> [Activity]:
Reproduce the data shown below exactly.
☆ ☆ ☆ ☆ ☆
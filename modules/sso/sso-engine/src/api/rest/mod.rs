pub mod cookies;
pub mod dto;
pub mod error;
pub mod handlers;
pub mod routes;
pub mod views;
☆ ☆ ☆ ☆ ☆
> [Exercise solution]:
filename modules/sso/sso-engine/src/api/rest/mod.rs
pub mod cookies;
pub mod dto;
pub mod error;
pub mod handlers;
pub mod routes;
pub mod views;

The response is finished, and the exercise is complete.